Sauce – When reducing, why do you simmer instead of boil


All recipes call for simmering a dish if you wish to reduce. I know that if for example if I wish to reduce wine, it will take me double the time or even more if I simmer instead of just cranking the heat up to a boil. But there must be a reason for this – what is that? There is only a 6c difference between a simmer and a boil.

I also presume boiling is more permissive in some cases than others, so an ability to distinguish the importance of simmering is necessary to know when you can crank the heat up to save time.

Best Answer

There's another reason for not boiling liquids, besides the possibility of making a mess (boiling over) or ruining it (scorching, etc.).

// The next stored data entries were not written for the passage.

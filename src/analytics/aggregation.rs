//! Folds sale records into per-day totals, optionally split by campaign or product.

use std::collections::{BTreeMap, HashMap};

use time::Date;

use crate::analytics::{range::DateWindow, records::SaleRecord};

/// What a set of daily totals belongs to.
#[derive(Debug, Clone, PartialEq, Eq, Hash)]
pub(super) enum DimensionKey {
    /// A campaign ID or product ID.
    Attributed(String),
    /// Sales without a campaign or product, and the single key used when
    /// records are not grouped.
    Unattributed,
}

impl From<Option<String>> for DimensionKey {
    fn from(key: Option<String>) -> Self {
        match key {
            Some(key) => DimensionKey::Attributed(key),
            None => DimensionKey::Unattributed,
        }
    }
}

/// Revenue and units sold on one day.
#[derive(Debug, Clone, Copy, Default, PartialEq)]
pub(super) struct DailyTotals {
    pub revenue: f64,
    pub count: u64,
}

/// Totals for each day that had at least one sale.
pub(super) type DailyBucket = BTreeMap<Date, DailyTotals>;

/// Whether to split totals by the records' dimension key.
#[derive(Debug, Clone, Copy, PartialEq, Eq)]
pub(super) enum GroupBy {
    None,
    Dimension,
}

/// Daily buckets per dimension key, in the order the keys were first seen.
#[derive(Debug, Clone, Default, PartialEq)]
pub(super) struct DimensionBuckets {
    buckets: Vec<(DimensionKey, DailyBucket)>,
    positions: HashMap<DimensionKey, usize>,
}

impl DimensionBuckets {
    fn bucket_mut(&mut self, key: DimensionKey) -> &mut DailyBucket {
        let position = match self.positions.get(&key) {
            Some(&position) => position,
            None => {
                self.buckets.push((key.clone(), DailyBucket::new()));
                self.positions.insert(key, self.buckets.len() - 1);
                self.buckets.len() - 1
            }
        };

        &mut self.buckets[position].1
    }

    pub fn iter(&self) -> impl Iterator<Item = &(DimensionKey, DailyBucket)> {
        self.buckets.iter()
    }

    #[cfg(test)]
    pub fn is_empty(&self) -> bool {
        self.buckets.is_empty()
    }

    #[cfg(test)]
    pub fn len(&self) -> usize {
        self.buckets.len()
    }

    /// The earliest and latest day with a sale across all buckets.
    pub fn date_span(&self) -> Option<(Date, Date)> {
        let first = self
            .buckets
            .iter()
            .filter_map(|(_, bucket)| bucket.keys().next())
            .min()?;
        let last = self
            .buckets
            .iter()
            .filter_map(|(_, bucket)| bucket.keys().next_back())
            .max()?;

        Some((*first, *last))
    }
}

/// Sum revenue and quantity per day for the records inside `window`.
///
/// With [GroupBy::None] every record lands in a single
/// [DimensionKey::Unattributed] bucket. With [GroupBy::Dimension] there is
/// one bucket per distinct dimension key, and records without a key share
/// the [DimensionKey::Unattributed] bucket.
///
/// Returns an empty mapping if no record falls inside the window.
pub(super) fn aggregate(
    records: &[SaleRecord],
    window: &DateWindow,
    group_by: GroupBy,
) -> DimensionBuckets {
    let mut buckets = DimensionBuckets::default();

    for record in records.iter().filter(|record| window.contains(record.date)) {
        let key = match group_by {
            GroupBy::None => DimensionKey::Unattributed,
            GroupBy::Dimension => DimensionKey::from(record.dimension_key.clone()),
        };

        let totals = buckets.bucket_mut(key).entry(record.date).or_default();
        totals.revenue += record.amount;
        totals.count += record.quantity.max(1);
    }

    buckets
}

You actually reduce the amount of flavor by boiling. As Kenji explains on Serious Eats :

But here's the deal: when simmering, water is not the only thing escaping. Ever notice how when you come home to a pot of sauce simmering on the stovetop or perhaps a beautiful pot roast braising in the oven, your entire home smells of it?

Guess what: if those flavorful aromatic compounds are reaching your nose, it means they are leaving the pot.

So ... if the only goal was to make there be less liquid, boiling's fine. But if you actually want to concentrate the flavors, you want a slow simmer.

The article also goes into more details about reducing alcohol, and some problems with boiling tomato sauce (which I believe applies to most pectin & other hydrocolloid thickened sauces).